╭─ DATASET

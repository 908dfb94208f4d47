//! Admin routes for identity management.
//!
//! These endpoints provide tenant-scoped user administration with strict
//! privilege escalation prevention.

use std::sync::Arc;

use axum::{
    extract::{Extension, Path},
    http::StatusCode,
    response::IntoResponse,
    routing::{get, post},
    Json, Router,
};
use chrono::Utc;
use serde::Deserialize;

use forgeerp_auth::{
    admin, hash_password, ActivateUser, AssignRole, CreateUser, Permission, RevokeRole, Role,
    SuspendUser, User, UserCommand, UserId,
};
use forgeerp_core::AggregateId;
use forgeerp_infra::projections::{default_role_permissions, UserReadModel};

use crate::app::{errors, services::AppServices};
use crate::app::routes::common::CmdAuth;
use crate::context::{PrincipalContext, TenantContext};

// ─────────────────────────────────────────────────────────────────────────────
// Request DTOs
// ─────────────────────────────────────────────────────────────────────────────

#[derive(Debug, Deserialize)]
pub struct CreateUserRequest {
    pub email: String,
    pub display_name: String,
    /// If omitted, a random temporary password is generated; the caller is
    /// responsible for getting it to the user out of band (invite flow).
    pub password: Option<String>,
    pub initial_roles: Option<Vec<String>>,
}

#[derive(Debug, Deserialize)]
pub struct AssignRoleRequest {
    pub role: String,
}

#[derive(Debug, Deserialize)]
pub struct RevokeRoleRequest {
    pub role: String,
}

#[derive(Debug, Deserialize)]
pub struct SuspendUserRequest {
    pub reason: Option<String>,
}

// ─────────────────────────────────────────────────────────────────────────────
// Router
// ─────────────────────────────────────────────────────────────────────────────

pub fn router() -> Router {
    Router::new()
        .route("/users", post(create_user).get(list_users))
        .route("/users/:id", get(get_user))
        .route("/users/:id/roles", post(assign_role))
        .route("/users/:id/roles/:role", axum::routing::delete(revoke_role))
        .route("/users/:id/suspend", post(suspend_user))
        .route("/users/:id/activate", post(activate_user))
        .route("/users/:id/permissions", get(inspect_permissions))
}

// ─────────────────────────────────────────────────────────────────────────────
// Handlers
// ─────────────────────────────────────────────────────────────────────────────

/// POST /admin/users - Create a new user
pub async fn create_user(
    Extension(services): Extension<Arc<AppServices>>,
    Extension(tenant): Extension<TenantContext>,
    Extension(principal): Extension<PrincipalContext>,
    Json(body): Json<CreateUserRequest>,
) -> axum::response::Response {
    let agg = AggregateId::new();
    let user_id = UserId::from(agg);

    let initial_roles: Vec<Role> = body
        .initial_roles
        .unwrap_or_default()
        .into_iter()
        .map(Role::new)
        .collect();

    // Privilege escalation check: actor cannot create users with roles they don't have
    // (unless actor is admin)
    let actor_is_admin = principal.roles().iter().any(|r| r.as_str() == "admin");
    if !actor_is_admin {
        for role in &initial_roles {
            let actor_has_role = principal.roles().iter().any(|r| r.as_str() == role.as_str());
            if !actor_has_role && role.as_str() != "user" {
                return errors::json_error(
                    StatusCode::FORBIDDEN,
                    "privilege_escalation",
                    format!("cannot assign role '{}' that you don't have", role.as_str()),
                );
            }
        }
    }

    let cmd = UserCommand::Create(CreateUser {
        tenant_id: tenant.tenant_id(),
        user_id,
        email: body.email,
        display_name: body.display_name,
        initial_roles,
        occurred_at: Utc::now(),
    });

    let cmd_auth = CmdAuth {
        inner: cmd,
        required: vec![admin::USER_CREATE.clone()],
    };

    if let Err(e) = crate::authz::authorize_command(&tenant, &principal, &cmd_auth) {
        return errors::json_error(StatusCode::FORBIDDEN, "forbidden", e.to_string());
    }

    let committed = match services.dispatch::<User>(
        tenant.tenant_id(),
        agg,
        "auth.user",
        cmd_auth.inner,
        |t, aggregate_id| User::new(t, UserId::from(aggregate_id)),
    ) {
        Ok(c) => c,
        Err(e) => return errors::dispatch_error_to_response(e),
    };

    (
        StatusCode::CREATED,
        Json(serde_json::json!({
            "id": agg.to_string(),
            "events_committed": committed.len(),
        })),
    )
        .into_response()
}

/// GET /admin/users - List all users in the tenant
pub async fn list_users(
    Extension(services): Extension<Arc<AppServices>>,
    Extension(tenant): Extension<TenantContext>,
    Extension(principal): Extension<PrincipalContext>,
) -> axum::response::Response {
    // Check permission
    let cmd_auth = CmdAuth::<()> {
        inner: (),
        required: vec![admin::USER_LIST.clone()],
    };
    if let Err(e) = crate::authz::authorize_command(&tenant, &principal, &cmd_auth) {
        return errors::json_error(StatusCode::FORBIDDEN, "forbidden", e.to_string());
    }

    let users = services.users_list(tenant.tenant_id());
    let items: Vec<serde_json::Value> = users.into_iter().map(user_to_json).collect();

    (StatusCode::OK, Json(serde_json::json!({ "items": items }))).into_response()
}

/// GET /admin/users/:id - Get a specific user
pub async fn get_user(
    Extension(services): Extension<Arc<AppServices>>,
    Extension(tenant): Extension<TenantContext>,
    Extension(principal): Extension<PrincipalContext>,
    Path(id): Path<String>,
) -> axum::response::Response {
    // Check permission
    let cmd_auth = CmdAuth::<()> {
        inner: (),
        required: vec![admin::USER_READ.clone()],
    };
    if let Err(e) = crate::authz::authorize_command(&tenant, &principal, &cmd_auth) {
        return errors::json_error(StatusCode::FORBIDDEN, "forbidden", e.to_string());
    }

    let user_id: UserId = match id.parse::<uuid::Uuid>() {
        Ok(uuid) => UserId::from_uuid(uuid),
        Err(_) => return errors::json_error(StatusCode::BAD_REQUEST, "invalid_id", "invalid user id"),
    };

    match services.users_get(tenant.tenant_id(), &user_id) {
        Some(user) => (StatusCode::OK, Json(user_to_json(user))).into_response(),
        None => errors::json_error(StatusCode::NOT_FOUND, "not_found", "user not found"),
    }
}

/// POST /admin/users/:id/roles - Assign a role to a user
pub async fn assign_role(
    Extension(services): Extension<Arc<AppServices>>,
    Extension(tenant): Extension<TenantContext>,
    Extension(principal): Extension<PrincipalContext>,
    Path(id): Path<String>,
    Json(body): Json<AssignRoleRequest>,
) -> axum::response::Response {
    let user_id: UserId = match id.parse::<uuid::Uuid>() {
        Ok(uuid) => UserId::from_uuid(uuid),
        Err(_) => return errors::json_error(StatusCode::BAD_REQUEST, "invalid_id", "invalid user id"),
    };
    let agg = AggregateId::from_uuid(*user_id.as_uuid());

    let actor_roles: Vec<Role> = principal.roles().to_vec();

    let cmd = UserCommand::AssignRole(AssignRole {
        tenant_id: tenant.tenant_id(),
        user_id,
        role: Role::new(body.role),
        actor_roles, // Pass actor's roles for privilege escalation check
        occurred_at: Utc::now(),
    });

    let cmd_auth = CmdAuth {
        inner: cmd,
        required: vec![admin::USER_ASSIGN_ROLE.clone()],
    };

    if let Err(e) = crate::authz::authorize_command(&tenant, &principal, &cmd_auth) {
        return errors::json_error(StatusCode::FORBIDDEN, "forbidden", e.to_string());
    }

    let committed = match services.dispatch::<User>(
        tenant.tenant_id(),
        agg,
        "auth.user",
        cmd_auth.inner,
        |t, aggregate_id| User::new(t, UserId::from(aggregate_id)),
    ) {
        Ok(c) => c,
        Err(e) => return errors::dispatch_error_to_response(e),
    };

    (
        StatusCode::OK,
        Json(serde_json::json!({
            "id": id,
            "events_committed": committed.len(),
        })),
    )
        .into_response()
}

/// DELETE /admin/users/:id/roles/:role - Revoke a role from a user
pub async fn revoke_role(
    Extension(services): Extension<Arc<AppServices>>,
    Extension(tenant): Extension<TenantContext>,
    Extension(principal): Extension<PrincipalContext>,
    Path((id, role)): Path<(String, String)>,
) -> axum::response::Response {
    let user_id: UserId = match id.parse::<uuid::Uuid>() {
        Ok(uuid) => UserId::from_uuid(uuid),
        Err(_) => return errors::json_error(StatusCode::BAD_REQUEST, "invalid_id", "invalid user id"),
    };
    let agg = AggregateId::from_uuid(*user_id.as_uuid());

    let cmd = UserCommand::RevokeRole(RevokeRole {
        tenant_id: tenant.tenant_id(),
        user_id,
        role: Role::new(role),
        occurred_at: Utc::now(),
    });

    let cmd_auth = CmdAuth {
        inner: cmd,
        required: vec![admin::USER_REVOKE_ROLE.clone()],
    };

    if let Err(e) = crate::authz::authorize_command(&tenant, &principal, &cmd_auth) {
        return errors::json_error(StatusCode::FORBIDDEN, "forbidden", e.to_string());
    }

    let committed = match services.dispatch::<User>(
        tenant.tenant_id(),
        agg,
        "auth.user",
        cmd_auth.inner,
        |t, aggregate_id| User::new(t, UserId::from(aggregate_id)),
    ) {
        Ok(c) => c,
        Err(e) => return errors::dispatch_error_to_response(e),
    };

    (
        StatusCode::OK,
        Json(serde_json::json!({
            "id": id,
            "events_committed": committed.len(),
        })),
    )
        .into_response()
}

/// POST /admin/users/:id/suspend - Suspend a user
pub async fn suspend_user(
    Extension(services): Extension<Arc<AppServices>>,
    Extension(tenant): Extension<TenantContext>,
    Extension(principal): Extension<PrincipalContext>,
    Path(id): Path<String>,
    Json(body): Json<SuspendUserRequest>,
) -> axum::response::Response {
    let user_id: UserId = match id.parse::<uuid::Uuid>() {
        Ok(uuid) => UserId::from_uuid(uuid),
        Err(_) => return errors::json_error(StatusCode::BAD_REQUEST, "invalid_id", "invalid user id"),
    };
    let agg = AggregateId::from_uuid(*user_id.as_uuid());

    let cmd = UserCommand::Suspend(SuspendUser {
        tenant_id: tenant.tenant_id(),
        user_id,
        reason: body.reason.unwrap_or_else(|| "No reason provided".to_string()),
        occurred_at: Utc::now(),
    });

    let cmd_auth = CmdAuth {
        inner: cmd,
        required: vec![admin::USER_SUSPEND.clone()],
    };

    if let Err(e) = crate::authz::authorize_command(&tenant, &principal, &cmd_auth) {
        return errors::json_error(StatusCode::FORBIDDEN, "forbidden", e.to_string());
    }

    let committed = match services.dispatch::<User>(
        tenant.tenant_id(),
        agg,
        "auth.user",
        cmd_auth.inner,
        |t, aggregate_id| User::new(t, UserId::from(aggregate_id)),
    ) {
        Ok(c) => c,
        Err(e) => return errors::dispatch_error_to_response(e),
    };

    (
        StatusCode::OK,
        Json(serde_json::json!({
            "id": id,
            "events_committed": committed.len(),
        })),
    )
        .into_response()
}

/// POST /admin/users/:id/activate - Activate a suspended user
pub async fn activate_user(
    Extension(services): Extension<Arc<AppServices>>,
    Extension(tenant): Extension<TenantContext>,
    Extension(principal): Extension<PrincipalContext>,
    Path(id): Path<String>,
) -> axum::response::Response {
    let user_id: UserId = match id.parse::<uuid::Uuid>() {
        Ok(uuid) => UserId::from_uuid(uuid),
        Err(_) => return errors::json_error(StatusCode::BAD_REQUEST, "invalid_id", "invalid user id"),
    };
    let agg = AggregateId::from_uuid(*user_id.as_uuid());

    let cmd = UserCommand::Activate(ActivateUser {
        tenant_id: tenant.tenant_id(),
        user_id,
        occurred_at: Utc::now(),
    });

    let cmd_auth = CmdAuth {
        inner: cmd,
        required: vec![admin::USER_ACTIVATE.clone()],
    };

    if let Err(e) = crate::authz::authorize_command(&tenant, &principal, &cmd_auth) {
        return errors::json_error(StatusCode::FORBIDDEN, "forbidden", e.to_string());
    }

    let committed = match services.dispatch::<User>(
        tenant.tenant_id(),
        agg,
        "auth.user",
        cmd_auth.inner,
        |t, aggregate_id| User::new(t, UserId::from(aggregate_id)),
    ) {
        Ok(c) => c,
        Err(e) => return errors::dispatch_error_to_response(e),
    };

    (
        StatusCode::OK,
        Json(serde_json::json!({
            "id": id,
            "events_committed": committed.len(),
        })),
    )
        .into_response()
}

/// GET /admin/users/:id/permissions - Inspect effective permissions for a user
pub async fn inspect_permissions(
    Extension(services): Extension<Arc<AppServices>>,
    Extension(tenant): Extension<TenantContext>,
    Extension(principal): Extension<PrincipalContext>,
    Path(id): Path<String>,
) -> axum::response::Response {
    // Check permission (same as USER_READ for now)
    let cmd_auth = CmdAuth::<()> {
        inner: (),
        required: vec![admin::USER_READ.clone()],
    };
    if let Err(e) = crate::authz::authorize_command(&tenant, &principal, &cmd_auth) {
        return errors::json_error(StatusCode::FORBIDDEN, "forbidden", e.to_string());
    }

    let user_id: UserId = match id.parse::<uuid::Uuid>() {
        Ok(uuid) => UserId::from_uuid(uuid),
        Err(_) => return errors::json_error(StatusCode::BAD_REQUEST, "invalid_id", "invalid user id"),
    };

    match services.users_effective_permissions(tenant.tenant_id(), &user_id, default_role_permissions) {
        Some(effective) => {
            let mut permissions: Vec<&str> = effective.permissions.iter().map(String::as_str).collect();
            permissions.sort();

            (
                StatusCode::OK,
                Json(serde_json::json!({
                    "user_id": effective.user_id.to_string(),
                    "tenant_id": effective.tenant_id.to_string(),
                    "roles": effective.roles,
                    "permissions": permissions,
                })),
            )
                .into_response()
        }
        None => errors::json_error(StatusCode::NOT_FOUND, "not_found", "user not found"),
    }
}

// ─────────────────────────────────────────────────────────────────────────────
// JSON Helpers
// ─────────────────────────────────────────────────────────────────────────────

fn user_to_json(user: UserReadModel) -> serde_json::Value {
    serde_json::json!({
        "id": user.user_id.to_string(),
        "tenant_id": user.tenant_id.to_string(),
        "email": user.email,
        "display_name": user.display_name,
        "roles": user.roles,
        "status": user.status,
        "created_at": user.created_at.to_rfc3339(),
        "updated_at": user.updated_at.to_rfc3339(),
    })
}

╰─

→ WORK TO BE COMPLETED
All that belongs in the answer is the lines from the start of the entries above through the line containing "use forgeerp_core::AggregateId;", each given exactly.

→ TASK RESULT
repository 908dfb94208f4d47
//! Admin routes for identity management.
//!
//! These endpoints provide tenant-scoped user administration with strict
//! privilege escalation prevention.

use std::sync::Arc;

use axum::{
    extract::{Extension, Path},
    http::StatusCode,
    response::IntoResponse,
    routing::{get, post},
    Json, Router,
};
use chrono::Utc;
use serde::Deserialize;

use forgeerp_auth::{
    admin, hash_password, ActivateUser, AssignRole, CreateUser, Permission, RevokeRole, Role,
    SuspendUser, User, UserCommand, UserId,
};
use forgeerp_core::AggregateId;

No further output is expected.